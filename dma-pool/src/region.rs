//! DMA region definition.

/// DMA-capable memory region.
///
/// Contains both the CPU-accessible pointer and the device-visible bus address.
#[derive(Debug)]
pub struct DmaRegion {
    /// CPU-accessible pointer to the region.
    cpu_ptr: *mut u8,
    /// Device-visible bus address.
    bus_addr: u64,
    /// Total size of the region in bytes.
    size: usize,
    /// Alignment the region was allocated with.
    align: usize,
}

impl DmaRegion {
    /// Create a new DMA region.
    ///
    /// # Safety
    /// - `cpu_ptr` must point to `size` bytes of valid DMA-capable memory
    /// - `bus_addr` must be the corresponding device-visible address
    pub unsafe fn new(cpu_ptr: *mut u8, bus_addr: u64, size: usize, align: usize) -> Self {
        debug_assert!(align.is_power_of_two(), "DMA alignment must be a power of two");
        Self {
            cpu_ptr,
            bus_addr,
            size,
            align,
        }
    }

    /// CPU pointer to the start of the region.
    #[inline]
    pub fn cpu_ptr(&self) -> *mut u8 {
        self.cpu_ptr
    }

    /// Bus address of the start of the region.
    #[inline]
    pub fn bus_addr(&self) -> u64 {
        self.bus_addr
    }

    /// Region size in bytes.
    #[inline]
    pub fn size(&self) -> usize {
        self.size
    }

    /// Allocation alignment.
    #[inline]
    pub fn align(&self) -> usize {
        self.align
    }

    /// CPU pointer at `offset` bytes into the region.
    ///
    /// # Panics
    /// Panics if `offset` is past the end of the region.
    #[inline]
    pub fn cpu_at(&self, offset: usize) -> *mut u8 {
        assert!(offset <= self.size, "offset {offset:#x} outside DMA region");
        unsafe { self.cpu_ptr.add(offset) }
    }

    /// Bus address at `offset` bytes into the region.
    #[inline]
    pub fn bus_at(&self, offset: usize) -> u64 {
        assert!(offset <= self.size, "offset {offset:#x} outside DMA region");
        self.bus_addr + offset as u64
    }

    /// Whether `bus` falls inside this region.
    #[inline]
    pub fn contains_bus(&self, bus: u64) -> bool {
        bus >= self.bus_addr && bus < self.bus_addr + self.size as u64
    }

    /// Zero the whole region.
    pub fn zero(&self) {
        unsafe { core::ptr::write_bytes(self.cpu_ptr, 0, self.size) }
    }
}

unsafe impl Send for DmaRegion {}
unsafe impl Sync for DmaRegion {}
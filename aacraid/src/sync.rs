//! Blocking primitives.
//!
//! `spin::Mutex` guards short critical sections that never sleep (free list,
//! queue channels, listener table). Anything that has to sleep goes through
//! [`Completion`], a counting wakeup with a deadline on every wait.

use std::sync::{Condvar, Mutex, PoisonError};
use std::time::Duration;

use crate::time::Deadline;

/// Counting completion.
///
/// Starts unsignaled. Every [`complete`](Completion::complete) banks one
/// wakeup; every successful wait consumes one.
#[derive(Debug, Default)]
pub struct Completion {
    count: Mutex<u32>,
    cond: Condvar,
}

impl Completion {
    pub const fn new() -> Self {
        Self {
            count: Mutex::new(0),
            cond: Condvar::new(),
        }
    }

    /// Bank one wakeup and wake waiters.
    pub fn complete(&self) {
        let mut count = self.count.lock().unwrap_or_else(PoisonError::into_inner);
        *count = count.saturating_add(1);
        self.cond.notify_all();
    }

    /// Consume a banked wakeup without blocking.
    pub fn try_wait(&self) -> bool {
        let mut count = self.count.lock().unwrap_or_else(PoisonError::into_inner);
        if *count > 0 {
            *count -= 1;
            true
        } else {
            false
        }
    }

    /// Wait up to `timeout` for a wakeup. Returns `false` on timeout.
    pub fn wait_timeout(&self, timeout: Duration) -> bool {
        let deadline = Deadline::after(timeout);
        let mut count = self.count.lock().unwrap_or_else(PoisonError::into_inner);
        while *count == 0 {
            let remaining = deadline.remaining();
            if remaining.is_zero() {
                return false;
            }
            count = self
                .cond
                .wait_timeout(count, remaining)
                .unwrap_or_else(PoisonError::into_inner)
                .0;
        }
        *count -= 1;
        true
    }

    /// Drop every banked wakeup.
    pub fn reset(&self) {
        *self.count.lock().unwrap_or_else(PoisonError::into_inner) = 0;
    }
}
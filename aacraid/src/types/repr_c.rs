//! #[repr(C)] structures shared with the adapter.
//!
//! CRITICAL: These structures MUST match the firmware layout exactly.
//! All multi-byte fields are little-endian on the wire; the accessors below
//! convert at every load and store.

use core::mem::{offset_of, size_of};
use core::ptr::{addr_of, addr_of_mut, read_volatile, write_volatile};

/// Size of a hardware FIB (header + payload).
pub const FIB_SIZE: usize = 512;
/// Size of the FIB header.
pub const FIB_HEADER_SIZE: usize = 32;
/// Payload capacity of a hardware FIB.
pub const FIB_DATA_SIZE: usize = FIB_SIZE - FIB_HEADER_SIZE;

/// FIB header (32 bytes).
#[repr(C)]
#[derive(Debug, Clone, Copy, Default)]
pub struct FibHeader {
    /// Transfer state bitmask.
    pub xfer_state: u32,
    /// Command code.
    pub command: u16,
    /// Structure type tag (`FIB_MAGIC`).
    pub struct_type: u8,
    /// Host-internal flags, always zero on the wire.
    pub flags: u8,
    /// Size of this FIB: header plus used payload.
    pub size: u16,
    /// Capacity of the FIB in the sender.
    pub sender_size: u16,
    /// Sender's handle for this FIB (shifted pool index for host FIBs).
    pub sender_fib_address: u32,
    /// Address the receiver should answer into.
    pub receiver_fib_address: u32,
    /// Opaque sender data (pool index for host FIBs).
    pub sender_data: u32,
    /// Adapter timestamp when it started the FIB.
    pub receiver_time_start: u32,
    /// Adapter timestamp when it finished the FIB.
    pub receiver_time_done: u32,
}

/// Hardware FIB: the unit exchanged with the adapter.
#[repr(C)]
#[derive(Clone, Copy)]
pub struct HwFib {
    pub header: FibHeader,
    pub data: [u8; FIB_DATA_SIZE],
}

/// Queue entry (8 bytes).
#[repr(C)]
#[derive(Debug, Clone, Copy, Default, PartialEq, Eq)]
pub struct QueueEntry {
    /// Size of the FIB the entry refers to.
    pub size: u32,
    /// Bus address (commands) or sender handle (responses) of the FIB.
    pub addr: u32,
}

/// Init descriptor handed to the adapter by `INIT_STRUCT_BASE_ADDRESS`.
#[repr(C)]
#[derive(Debug, Clone, Copy, Default, PartialEq, Eq)]
pub struct AacInit {
    pub init_struct_revision: u32,
    pub mini_port_revision: u32,
    pub fsrev: u32,
    pub comm_header_address: u32,
    pub fast_io_comm_area_address: u32,
    pub adapter_fibs_physical_address: u32,
    pub adapter_fibs_virtual_address: u32,
    pub adapter_fibs_size: u32,
    pub adapter_fib_align: u32,
    pub printfbuf: u32,
    pub printfbufsiz: u32,
    pub host_phys_mem_pages: u32,
    pub host_elapsed_seconds: u32,
    // Revision 4 fields
    pub init_flags: u32,
    pub max_io_commands: u32,
    pub max_io_size: u32,
    pub max_fib_size: u32,
}

const _: () = assert!(size_of::<FibHeader>() == FIB_HEADER_SIZE);
const _: () = assert!(size_of::<HwFib>() == FIB_SIZE);
const _: () = assert!(size_of::<QueueEntry>() == 8);
const _: () = assert!(size_of::<AacInit>() == 17 * 4);

impl AacInit {
    /// Store into shared memory, converting every field to little-endian.
    ///
    /// # Safety
    /// `dst` must be valid for writes of `size_of::<AacInit>()` bytes.
    pub unsafe fn store(&self, dst: *mut AacInit) {
        let words: [u32; 17] = core::mem::transmute(*self);
        let out = dst as *mut u32;
        for (i, w) in words.iter().enumerate() {
            write_volatile(out.add(i), w.to_le());
        }
    }

    /// Load from shared memory.
    ///
    /// # Safety
    /// `src` must be valid for reads of `size_of::<AacInit>()` bytes.
    pub unsafe fn load(src: *const AacInit) -> AacInit {
        let mut words = [0u32; 17];
        let inp = src as *const u32;
        for (i, w) in words.iter_mut().enumerate() {
            *w = u32::from_le(read_volatile(inp.add(i)));
        }
        core::mem::transmute(words)
    }
}

/// Volatile view of a hardware FIB living in DMA memory.
///
/// The adapter may write the same bytes at any time, so nothing here hands
/// out Rust references into the FIB; every access is a volatile load/store.
#[derive(Debug, Clone, Copy)]
pub struct HwFibRef {
    ptr: *mut HwFib,
}

macro_rules! header_field {
    ($get:ident, $set:ident, $field:ident, $ty:ty) => {
        #[inline]
        pub fn $get(&self) -> $ty {
            unsafe { <$ty>::from_le(read_volatile(addr_of!((*self.ptr).header.$field))) }
        }

        #[inline]
        pub fn $set(&self, value: $ty) {
            unsafe { write_volatile(addr_of_mut!((*self.ptr).header.$field), value.to_le()) }
        }
    };
}

impl HwFibRef {
    /// Wrap a pointer to a hardware FIB.
    ///
    /// # Safety
    /// `ptr` must point to `FIB_SIZE` bytes of DMA memory that stay mapped
    /// for the lifetime of every copy of the returned view.
    pub unsafe fn new(ptr: *mut HwFib) -> Self {
        Self { ptr }
    }

    /// Raw pointer to the FIB.
    #[inline]
    pub fn as_ptr(&self) -> *mut HwFib {
        self.ptr
    }

    header_field!(raw_xfer_state, set_raw_xfer_state, xfer_state, u32);
    header_field!(command, set_command, command, u16);
    header_field!(size, set_size, size, u16);
    header_field!(sender_size, set_sender_size, sender_size, u16);
    header_field!(sender_fib_address, set_sender_fib_address, sender_fib_address, u32);
    header_field!(receiver_fib_address, set_receiver_fib_address, receiver_fib_address, u32);
    header_field!(sender_data, set_sender_data, sender_data, u32);

    #[inline]
    pub fn struct_type(&self) -> u8 {
        unsafe { read_volatile(addr_of!((*self.ptr).header.struct_type)) }
    }

    #[inline]
    pub fn set_struct_type(&self, value: u8) {
        unsafe { write_volatile(addr_of_mut!((*self.ptr).header.struct_type), value) }
    }

    #[inline]
    pub fn set_flags(&self, value: u8) {
        unsafe { write_volatile(addr_of_mut!((*self.ptr).header.flags), value) }
    }

    /// Transfer state, unknown bits preserved.
    #[inline]
    pub fn xfer_state(&self) -> super::XferState {
        super::XferState::from_bits_retain(self.raw_xfer_state())
    }

    #[inline]
    pub fn set_xfer_state(&self, state: super::XferState) {
        self.set_raw_xfer_state(state.bits());
    }

    /// OR flags into the transfer state.
    #[inline]
    pub fn insert_xfer_state(&self, flags: super::XferState) {
        self.set_xfer_state(self.xfer_state() | flags);
    }

    /// Pointer to the payload area.
    #[inline]
    pub fn data_ptr(&self) -> *mut u8 {
        unsafe { (self.ptr as *mut u8).add(offset_of!(HwFib, data)) }
    }

    /// Copy `src` into the start of the payload.
    ///
    /// # Panics
    /// Panics if `src` exceeds the payload capacity.
    pub fn write_data(&self, offset: usize, src: &[u8]) {
        assert!(offset + src.len() <= FIB_DATA_SIZE, "FIB payload overflow");
        for (i, b) in src.iter().enumerate() {
            unsafe { write_volatile(self.data_ptr().add(offset + i), *b) };
        }
    }

    /// Copy payload bytes starting at `offset` into `dst`.
    pub fn read_data(&self, offset: usize, dst: &mut [u8]) {
        assert!(offset + dst.len() <= FIB_DATA_SIZE, "FIB payload overflow");
        for (i, b) in dst.iter_mut().enumerate() {
            *b = unsafe { read_volatile(self.data_ptr().add(offset + i)) };
        }
    }

    /// Little-endian u32 at `offset` in the payload.
    pub fn data_u32(&self, offset: usize) -> u32 {
        let mut b = [0u8; 4];
        self.read_data(offset, &mut b);
        u32::from_le_bytes(b)
    }

    pub fn set_data_u32(&self, offset: usize, value: u32) {
        self.write_data(offset, &value.to_le_bytes());
    }

    /// Snapshot of the whole FIB.
    pub fn snapshot(&self) -> HwFib {
        unsafe { read_volatile(self.ptr) }
    }

    /// Overwrite the whole FIB.
    pub fn store(&self, fib: &HwFib) {
        unsafe { write_volatile(self.ptr, *fib) }
    }

    /// Zero header and payload.
    pub fn clear(&self) {
        unsafe { core::ptr::write_bytes(self.ptr as *mut u8, 0, FIB_SIZE) }
    }
}

unsafe impl Send for HwFibRef {}
unsafe impl Sync for HwFibRef {}

impl HwFib {
    /// An all-zero FIB.
    pub const fn zeroed() -> Self {
        Self {
            header: FibHeader {
                xfer_state: 0,
                command: 0,
                struct_type: 0,
                flags: 0,
                size: 0,
                sender_size: 0,
                sender_fib_address: 0,
                receiver_fib_address: 0,
                sender_data: 0,
                receiver_time_start: 0,
                receiver_time_done: 0,
            },
            data: [0; FIB_DATA_SIZE],
        }
    }
}

impl core::fmt::Debug for HwFib {
    fn fmt(&self, f: &mut core::fmt::Formatter<'_>) -> core::fmt::Result {
        f.debug_struct("HwFib")
            .field("header", &self.header)
            .field("data", &&self.data[..16])
            .finish_non_exhaustive()
    }
}

impl Default for HwFib {
    fn default() -> Self {
        Self::zeroed()
    }
}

- Required work -
Extract every line containing the string "shared" from the material.

- Written answer -
//! #[repr(C)] structures shared with the adapter.
    /// Store into shared memory, converting every field to little-endian.
    /// Load from shared memory.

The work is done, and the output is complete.